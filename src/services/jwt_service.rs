use base64::{engine::general_purpose::STANDARD, Engine as _};
use chrono::{DateTime, Duration, Utc};
use jsonwebtoken::{decode, encode, Algorithm, DecodingKey, EncodingKey, Header, Validation};
use rand::RngCore;
use tracing::debug;

use crate::config::environment::{EnvironmentConfig, MAX_JWT_EXPIRATION_SECS, MAX_REFRESH_TOKEN_DAYS};
use crate::models::auth::{JwtClaims, UserRole};
use crate::utils::errors::{AppError, AppResult};

/// Bytes aleatorios de un refresh token
const REFRESH_TOKEN_BYTES: usize = 32;

/// Configuración JWT
#[derive(Clone)]
pub struct JwtConfig {
    pub secret: String,
    pub algorithm: Algorithm,
    pub access_token_duration: Duration,
    pub refresh_token_duration: Duration,
}

impl JwtConfig {
    pub fn from_environment(config: &EnvironmentConfig) -> Self {
        Self {
            secret: config.jwt_secret.clone(),
            algorithm: Algorithm::HS256,
            access_token_duration: Duration::seconds(
                config.jwt_expiration.min(MAX_JWT_EXPIRATION_SECS) as i64,
            ),
            refresh_token_duration: Duration::days(
                config.refresh_token_days.clamp(0, MAX_REFRESH_TOKEN_DAYS),
            ),
        }
    }
}

/// Servicio JWT
#[derive(Clone)]
pub struct JwtService {
    config: JwtConfig,
    encoding_key: EncodingKey,
    decoding_key: DecodingKey,
}

impl JwtService {
    pub fn new(config: JwtConfig) -> Self {
        let encoding_key = EncodingKey::from_secret(config.secret.as_ref());
        let decoding_key = DecodingKey::from_secret(config.secret.as_ref());

        Self {
            config,
            encoding_key,
            decoding_key,
        }
    }

    pub fn from_environment(config: &EnvironmentConfig) -> Self {
        Self::new(JwtConfig::from_environment(config))
    }

    /// Genera un token de acceso
    pub fn generate_access_token(&self, user_id: i32, email: &str, role: UserRole) -> AppResult<String> {
        let now = Utc::now();
        let exp = now
            .checked_add_signed(self.config.access_token_duration)
            .ok_or_else(|| AppError::Internal("Access token expiry out of range".to_string()))?;

        let claims = JwtClaims {
            sub: user_id.to_string(),
            email: email.to_string(),
            role: role.as_str().to_string(),
            exp: exp.timestamp(),
            iat: now.timestamp(),
        };

        encode(&Header::new(self.config.algorithm), &claims, &self.encoding_key)
            .map_err(|e| AppError::Internal(format!("Error generating access token: {}", e)))
    }

    /// Genera un refresh token opaco (32 bytes aleatorios en base64)
    pub fn generate_refresh_token(&self) -> String {
        let mut bytes = [0u8; REFRESH_TOKEN_BYTES];
        rand::thread_rng().fill_bytes(&mut bytes);
        STANDARD.encode(bytes)
    }

    /// Fecha de expiración de un refresh token emitido en `now`
    pub fn refresh_token_expiry(&self, now: DateTime<Utc>) -> AppResult<DateTime<Utc>> {
        now.checked_add_signed(self.config.refresh_token_duration)
            .ok_or_else(|| AppError::Internal("Refresh token expiry out of range".to_string()))
    }

    /// Valida y decodifica un token
    pub fn validate_token(&self, token: &str) -> AppResult<JwtClaims> {
        let validation = Validation::new(self.config.algorithm);

        decode::<JwtClaims>(token, &self.decoding_key, &validation)
            .map(|data| data.claims)
            .map_err(|e| {
                debug!("🔒 Token rechazado: {}", e);
                AppError::Jwt(format!("Invalid token: {}", e))
            })
    }

    /// Decodifica un token posiblemente expirado
    ///
    /// Firma y algoritmo se verifican igual que en `validate_token`; solo se
    /// ignora la expiración. Se usa en el flujo de refresh.
    pub fn decode_expired(&self, token: &str) -> AppResult<JwtClaims> {
        let mut validation = Validation::new(self.config.algorithm);
        validation.validate_exp = false;

        decode::<JwtClaims>(token, &self.decoding_key, &validation)
            .map(|data| data.claims)
            .map_err(|e| {
                debug!("🔒 No se pudo decodificar el token expirado: {}", e);
                AppError::Unauthorized("Invalid token".to_string())
            })
    }
}

#[cfg(test)]
mod tests {
    use super::*;

    fn service(secret: &str) -> JwtService {
        JwtService::new(JwtConfig {
            secret: secret.to_string(),
            algorithm: Algorithm::HS256,
            access_token_duration: Duration::hours(1),
            refresh_token_duration: Duration::days(1),
        })
    }

    fn expired_token(secret: &str) -> String {
        let now = Utc::now();
        let claims = JwtClaims {
            sub: "5".to_string(),
            email: "old@example.com".to_string(),
            role: "user".to_string(),
            exp: (now - Duration::hours(2)).timestamp(),
            iat: (now - Duration::hours(3)).timestamp(),
        };
        encode(
            &Header::new(Algorithm::HS256),
            &claims,
            &EncodingKey::from_secret(secret.as_ref()),
        )
        .unwrap()
    }

    #[test]
    fn test_generate_and_validate_token() {
        let jwt_service = service("test-secret");

        let token = jwt_service
            .generate_access_token(12, "marie@example.com", UserRole::Admin)
            .unwrap();
        assert_eq!(token.split('.').count(), 3);

        let claims = jwt_service.validate_token(&token).unwrap();
        assert_eq!(claims.sub, "12");
        assert_eq!(claims.user_id(), Some(12));
        assert_eq!(claims.email, "marie@example.com");
        assert_eq!(claims.role, "admin");
        assert_eq!(claims.exp - claims.iat, 3600);
    }

    #[test]
    fn test_token_signed_with_other_secret_is_rejected() {
        let token = service("secret-a")
            .generate_access_token(1, "a@example.com", UserRole::User)
            .unwrap();

        let other = service("secret-b");
        assert!(matches!(other.validate_token(&token), Err(AppError::Jwt(_))));
        assert!(matches!(other.decode_expired(&token), Err(AppError::Unauthorized(_))));
    }

    #[test]
    fn test_expired_token_only_decodes_without_lifetime_check() {
        let jwt_service = service("test-secret");
        let token = expired_token("test-secret");

        assert!(jwt_service.validate_token(&token).is_err());

        let claims = jwt_service.decode_expired(&token).unwrap();
        assert_eq!(claims.user_id(), Some(5));
        assert_eq!(claims.email, "old@example.com");
    }

    #[test]
    fn test_other_algorithm_is_rejected() {
        let claims = JwtClaims {
            sub: "1".to_string(),
            email: "a@example.com".to_string(),
            role: "user".to_string(),
            exp: (Utc::now() + Duration::hours(1)).timestamp(),
            iat: Utc::now().timestamp(),
        };
        let token = encode(
            &Header::new(Algorithm::HS512),
            &claims,
            &EncodingKey::from_secret(b"test-secret"),
        )
        .unwrap();

        let jwt_service = service("test-secret");
        assert!(jwt_service.validate_token(&token).is_err());
        assert!(jwt_service.decode_expired(&token).is_err());
    }

    #[test]
    fn test_refresh_token_generation() {
        let jwt_service = service("test-secret");
        let first = jwt_service.generate_refresh_token();
        let second = jwt_service.generate_refresh_token();

        assert_ne!(first, second);
        assert_eq!(STANDARD.decode(&first).unwrap().len(), REFRESH_TOKEN_BYTES);

        let now = Utc::now();
        assert_eq!(jwt_service.refresh_token_expiry(now).unwrap(), now + Duration::days(1));
    }

    #[test]
    fn test_lifetimes_are_bounded() {
        let config = EnvironmentConfig {
            jwt_secret: "test-secret".to_string(),
            jwt_expiration: u64::MAX,
            refresh_token_days: 1_000_000_000,
            ..Default::default()
        };
        let jwt_service = JwtService::from_environment(&config);

        let token = jwt_service
            .generate_access_token(3, "c@example.com", UserRole::User)
            .unwrap();
        let claims = jwt_service.validate_token(&token).unwrap();
        assert_eq!((claims.exp - claims.iat) as u64, MAX_JWT_EXPIRATION_SECS);

        let now = Utc::now();
        assert_eq!(
            jwt_service.refresh_token_expiry(now).unwrap(),
            now + Duration::days(MAX_REFRESH_TOKEN_DAYS)
        );
    }

    #[test]
    fn test_expiry_overflow_is_an_error() {
        let jwt_service = JwtService::new(JwtConfig {
            secret: "test-secret".to_string(),
            algorithm: Algorithm::HS256,
            access_token_duration: Duration::days(100_000_000),
            refresh_token_duration: Duration::days(100_000_000),
        });

        assert!(matches!(
            jwt_service.refresh_token_expiry(Utc::now()),
            Err(AppError::Internal(_))
        ));
        assert!(matches!(
            jwt_service.generate_access_token(1, "a@example.com", UserRole::User),
            Err(AppError::Internal(_))
        ));
    }
}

- [Task statement]
Count the lines in the listing where the string "EncodingKey" appears. Answer with the number only.

- [Exercise answer]
5